Report, as a bare number, how many lines in the data contain "domain".

SUPPLIED MATERIAL START

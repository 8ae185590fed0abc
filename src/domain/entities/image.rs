//! Image domain types: locators, artifacts and fallback configuration.

use std::str::FromStr;
use std::sync::{Arc, LazyLock};

use crate::domain::errors::LoadError;

/// A decoded, immutable image shared between the cache and views.
pub type Artifact = Arc<image::DynamicImage>;

/// Side length of the built-in placeholder image.
pub const PLACEHOLDER_SIZE: u32 = 64;

static DEFAULT_PLACEHOLDER: LazyLock<Artifact> = LazyLock::new(|| {
    Arc::new(image::DynamicImage::ImageRgba8(image::RgbaImage::from_pixel(
        PLACEHOLDER_SIZE,
        PLACEHOLDER_SIZE,
        image::Rgba([199, 199, 204, 255]),
    )))
});

/// Returns the built-in neutral placeholder image.
#[must_use]
pub fn default_placeholder() -> Artifact {
    DEFAULT_PLACEHOLDER.clone()
}

/// Validated address of an image resource.
///
/// Only absolute `http` and `https` URLs are accepted.
#[derive(Debug, Clone, PartialEq, Eq, Hash)]
pub struct Locator(reqwest::Url);

impl Locator {
    /// Parses and validates a locator string.
    ///
    /// # Errors
    /// Returns [`LoadError::InvalidLocator`] for empty input, unparsable URLs
    /// and non-HTTP schemes.
    pub fn parse(input: &str) -> Result<Self, LoadError> {
        let trimmed = input.trim();
        if trimmed.is_empty() {
            return Err(LoadError::invalid_locator(input, "locator is empty"));
        }

        let url = reqwest::Url::parse(trimmed)
            .map_err(|e| LoadError::invalid_locator(input, e.to_string()))?;

        match url.scheme() {
            "http" | "https" => Ok(Self(url)),
            other => Err(LoadError::invalid_locator(
                input,
                format!("unsupported scheme `{other}`"),
            )),
        }
    }

    /// Returns the canonical string form, also used as the cache key.
    #[must_use]
    pub fn as_str(&self) -> &str {
        self.0.as_str()
    }

    /// Returns the underlying URL.
    #[must_use]
    pub const fn url(&self) -> &reqwest::Url {
        &self.0
    }
}

impl std::fmt::Display for Locator {
    fn fmt(&self, f: &mut std::fmt::Formatter<'_>) -> std::fmt::Result {
        write!(f, "{}", self.0)
    }
}

impl FromStr for Locator {
    type Err = LoadError;

    fn from_str(s: &str) -> Result<Self, Self::Err> {
        Self::parse(s)
    }
}

impl TryFrom<&str> for Locator {
    type Error = LoadError;

    fn try_from(value: &str) -> Result<Self, Self::Error> {
        Self::parse(value)
    }
}

/// Where an applied image came from.
#[derive(Debug, Clone, Copy, PartialEq, Eq)]
pub enum ImageSource {
    /// Served from the in-memory cache.
    MemoryCache,
    /// Downloaded and decoded.
    Network,
}

impl std::fmt::Display for ImageSource {
    fn fmt(&self, f: &mut std::fmt::Formatter<'_>) -> std::fmt::Result {
        match self {
            Self::MemoryCache => write!(f, "memory"),
            Self::Network => write!(f, "network"),
        }
    }
}

/// An RGBA tint color.
#[derive(Debug, Clone, Copy, PartialEq, Eq, Hash)]
pub struct Tint {
    pub r: u8,
    pub g: u8,
    pub b: u8,
    pub a: u8,
}

impl Tint {
    /// System gray, the default fallback tint.
    pub const SYSTEM_GRAY: Self = Self::rgb(0x8E, 0x8E, 0x93);

    /// Creates an opaque tint.
    #[must_use]
    pub const fn rgb(r: u8, g: u8, b: u8) -> Self {
        Self { r, g, b, a: 0xFF }
    }

    /// Parses `#RRGGBB` or `#RRGGBBAA` (the leading `#` is optional).
    #[must_use]
    pub fn from_hex(hex: &str) -> Option<Self> {
        let digits = hex.trim().trim_start_matches('#');
        if !digits.bytes().all(|b| b.is_ascii_hexdigit()) {
            return None;
        }
        let channel = |i: usize| u8::from_str_radix(digits.get(i..i + 2)?, 16).ok();

        match digits.len() {
            6 => Some(Self::rgb(channel(0)?, channel(2)?, channel(4)?)),
            8 => Some(Self {
                r: channel(0)?,
                g: channel(2)?,
                b: channel(4)?,
                a: channel(6)?,
            }),
            _ => None,
        }
    }
}

impl Default for Tint {
    fn default() -> Self {
        Self::SYSTEM_GRAY
    }
}

impl std::fmt::Display for Tint {
    fn fmt(&self, f: &mut std::fmt::Formatter<'_>) -> std::fmt::Result {
        if self.a == 0xFF {
            write!(f, "#{:02X}{:02X}{:02X}", self.r, self.g, self.b)
        } else {
            write!(
                f,
                "#{:02X}{:02X}{:02X}{:02X}",
                self.r, self.g, self.b, self.a
            )
        }
    }
}

/// Placeholder shown when no real image can be resolved.
#[derive(Clone)]
pub struct FallbackImage {
    /// Placeholder image; `None` clears the view's image.
    pub image: Option<Artifact>,
    /// Tint applied together with the placeholder.
    pub tint: Tint,
}

impl FallbackImage {
    #[must_use]
    pub const fn new(image: Option<Artifact>, tint: Tint) -> Self {
        Self { image, tint }
    }

    /// Keeps the default placeholder but uses another tint.
    #[must_use]
    pub fn tinted(tint: Tint) -> Self {
        Self {
            image: Some(default_placeholder()),
            tint,
        }
    }
}

impl Default for FallbackImage {
    fn default() -> Self {
        Self::tinted(Tint::SYSTEM_GRAY)
    }
}

impl std::fmt::Debug for FallbackImage {
    fn fmt(&self, f: &mut std::fmt::Formatter<'_>) -> std::fmt::Result {
        f.debug_struct("FallbackImage")
            .field("has_image", &self.image.is_some())
            .field("tint", &self.tint)
            .finish()
    }
}

#[cfg(test)]
mod tests {
    use super::*;
    use test_case::test_case;

    #[test_case("https://example.com/a.png" ; "https")]
    #[test_case("http://example.com/a.png?size=64" ; "http_with_query")]
    #[test_case("  https://example.com/a.png  " ; "surrounding_whitespace")]
    fn test_locator_accepts(input: &str) {
        assert!(Locator::parse(input).is_ok());
    }

    #[test_case("" ; "empty")]
    #[test_case("   " ; "blank")]
    #[test_case("not a url" ; "garbage")]
    #[test_case("ftp://example.com/a.png" ; "ftp_scheme")]
    #[test_case("file:///tmp/a.png" ; "file_scheme")]
    #[test_case("http://" ; "missing_host")]
    fn test_locator_rejects(input: &str) {
        let err = Locator::parse(input).unwrap_err();
        assert!(matches!(err, LoadError::InvalidLocator { .. }));
    }

    #[test]
    fn test_locator_cache_key_is_canonical() {
        let a = Locator::parse("https://Example.com/a.png").unwrap();
        let b = Locator::parse("https://example.com/a.png").unwrap();
        assert_eq!(a.as_str(), b.as_str());
    }

    #[test_case("#8E8E93", Some(Tint::SYSTEM_GRAY) ; "rgb")]
    #[test_case("ff000080", Some(Tint { r: 255, g: 0, b: 0, a: 128 }) ; "rgba_without_hash")]
    #[test_case("#12345", None ; "too_short")]
    #[test_case("#GGGGGG", None ; "not_hex")]
    #[test_case("#+F+F+F", None ; "signed_channels")]
    fn test_tint_from_hex(input: &str, expected: Option<Tint>) {
        assert_eq!(Tint::from_hex(input), expected);
    }

    #[test]
    fn test_tint_display() {
        assert_eq!(Tint::SYSTEM_GRAY.to_string(), "#8E8E93");
        assert_eq!(
            Tint { r: 1, g: 2, b: 3, a: 4 }.to_string(),
            "#01020304"
        );
    }

    #[test]
    fn test_default_fallback_uses_shared_placeholder() {
        let fallback = FallbackImage::default();
        let image = fallback.image.unwrap();
        assert!(Arc::ptr_eq(&image, &default_placeholder()));
        assert_eq!(image.width(), PLACEHOLDER_SIZE);
        assert_eq!(fallback.tint, Tint::SYSTEM_GRAY);
    }
}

SUPPLIED MATERIAL END

EXERCISE RESPONSE
3